I think maybe the tip was mine... I know I have used black aquarium gravel for coal.
The WS ballast isn't really rock - I have heard it is nut shells, but cannot verify this. The aquarium gravel appears to be painted or dyed rock or some rock-like compound. Unless it is sifted/sorted, much of it is oversized for HO scale ballast (and coal).
But it is cheap - hence the entry in the tips & tricks thread...
I have built a small layout for my shop, I used old "dryer sheets" dipped in watery white glue with some cheap dollar store acrylic paint added.
The coal around the tower came from an old water filter cartridge that I took apart after we replaced it.
Nice to see you back. Good tip of the dryer sheets - kinda like "glueshell", but without the need to tear up bedsheets (which the wife *hates*, BTW...! ).
I recently got some real coal from the steam crane at the Museum of Science & Tech. Bash it up with a hammer, and voilà - smaller, scale coal!

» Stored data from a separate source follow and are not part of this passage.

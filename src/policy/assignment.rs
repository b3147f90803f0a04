//! Per-node probability assignments.

use rand::{Rng, RngCore};
use serde::{Deserialize, Serialize};

use crate::types::NodeId;
use super::ProbabilityAssignment;

/// Same probability for every node.
#[derive(Debug, Clone, Copy, PartialEq, Serialize, Deserialize)]
pub struct Constant(pub f64);

impl ProbabilityAssignment for Constant {
    fn name(&self) -> &'static str {
        "constant"
    }

    fn assign(&self, _node: NodeId, _rng: &mut dyn RngCore) -> f64 {
        self.0
    }
}

/// Independent uniform draw in `[low, high)` per node.
#[derive(Debug, Clone, Copy, PartialEq, Serialize, Deserialize)]
pub struct UniformRange {
    /// Inclusive lower bound.
    pub low: f64,
    /// Exclusive upper bound.
    pub high: f64,
}

impl UniformRange {
    /// Create a range; bounds are clamped into `[0, 1]` and swapped if reversed.
    pub fn new(low: f64, high: f64) -> Self {
        let (a, b) = (low.clamp(0.0, 1.0), high.clamp(0.0, 1.0));
        Self { low: a.min(b), high: a.max(b) }
    }
}

impl ProbabilityAssignment for UniformRange {
    fn name(&self) -> &'static str {
        "uniform_range"
    }

    fn assign(&self, _node: NodeId, rng: &mut dyn RngCore) -> f64 {
        if self.high <= self.low {
            return self.low;
        }
        rng.gen_range(self.low..self.high)
    }
}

MIRRORS. Never became a Picasso? Don't know a Rembrandt? Think the backdrops you see resemble a Looney Tune set? Want to double the size of the scene? Use a MIRROR. Just forget about the familiar giant staring at you once in a while
John Allen was a MASTER in mirror use -- he used front surface mirrors because they had no telltale gap . Front surface mirrors are expensive --- a cheap source of them is to buy the old "Polaroid Swinger " type cameras , real cheap at a thrift store --a dollar or two at most. They all have a trapazoid shapped front surface mirror in them about 3 inch X 4 or so.

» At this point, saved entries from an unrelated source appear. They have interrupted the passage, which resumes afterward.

//! Node ranking for seed selection.

use crate::graph::{betweenness_centrality, closeness_centrality, degree_centrality, Topology};
use crate::types::NodeId;
use super::SeedStrategy;

/// Node with its ranking score.
#[derive(Debug, Clone, Copy)]
pub struct RankedNode {
    /// Node id.
    pub node: NodeId,
    /// Score under the ranking strategy.
    pub score: f64,
}

// Ordering for ranking: highest score first, then lowest id
impl PartialEq for RankedNode {
    fn eq(&self, other: &Self) -> bool {
        self.cmp(other) == std::cmp::Ordering::Equal
    }
}

impl Eq for RankedNode {}

impl PartialOrd for RankedNode {
    fn partial_cmp(&self, other: &Self) -> Option<std::cmp::Ordering> {
        Some(self.cmp(other))
    }
}

impl Ord for RankedNode {
    fn cmp(&self, other: &Self) -> std::cmp::Ordering {
        // Primary: higher score first (NaN sorts last)
        // Secondary: lower id first (enumeration order)
        other
            .score
            .total_cmp(&self.score)
            .then_with(|| self.node.cmp(&other.node))
    }
}

/// Scores for a centrality strategy, indexed by node id.
///
/// Returns `None` for [`SeedStrategy::Random`], which has no ranking.
pub fn strategy_scores<G: Topology + ?Sized>(graph: &G, strategy: SeedStrategy) -> Option<Vec<f64>> {
    match strategy {
        SeedStrategy::Random => None,
        SeedStrategy::Degree => Some(degree_centrality(graph)),
        SeedStrategy::Betweenness => Some(betweenness_centrality(graph)),
        SeedStrategy::Closeness => Some(closeness_centrality(graph)),
    }
}

/// Rank all nodes by score, best first.
pub fn rank_scores(scores: &[f64]) -> Vec<RankedNode> {
    let mut ranked: Vec<RankedNode> = scores
        .iter()
        .enumerate()
        .map(|(i, &score)| RankedNode {
            node: NodeId::new(i),
            // NaN would break the ordering contract; treat as worst
            score: if score.is_nan() { f64::NEG_INFINITY } else { score },
        })
        .collect();
    ranked.sort();
    ranked
}
//! Loan case intake and officer review.
//!
//! Each submission is scored by the [`RiskEngine`](crate::scoring::RiskEngine) at intake and
//! stored as a pending case. Officers move cases to approved, rejected or flagged; approved and
//! rejected cases are closed.

pub mod domain;
pub mod repository;
pub mod router;
pub mod service;

#[cfg(test)]
mod tests;

pub use domain::{LoanApplication, LoanId, LoanStatus, LoanSubmission, LoanSummary, StatusUpdate};
pub use repository::{LoanRepository, RepositoryError};
pub use router::loan_router;
pub use service::{LoanApplicationService, LoanServiceError};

Heres a way to get even with Starbucks for their $6.50 coffee----their wood stirring sticks are pretty nice a bit wide tho for HO.
A Quick way to scribe them to HO board size is to use a piece of rectangular brass tubing about 3 inch long , drill some holes in one surface to take straight pins a distance that will give you whatever size boards you want to simulate. Solder pins sticking thru just enough to scribe the stick, ding the tube enough to keep the stick tight against the pin points & pull it thru. Presto -- perfect staight scribed boards in a jiffy.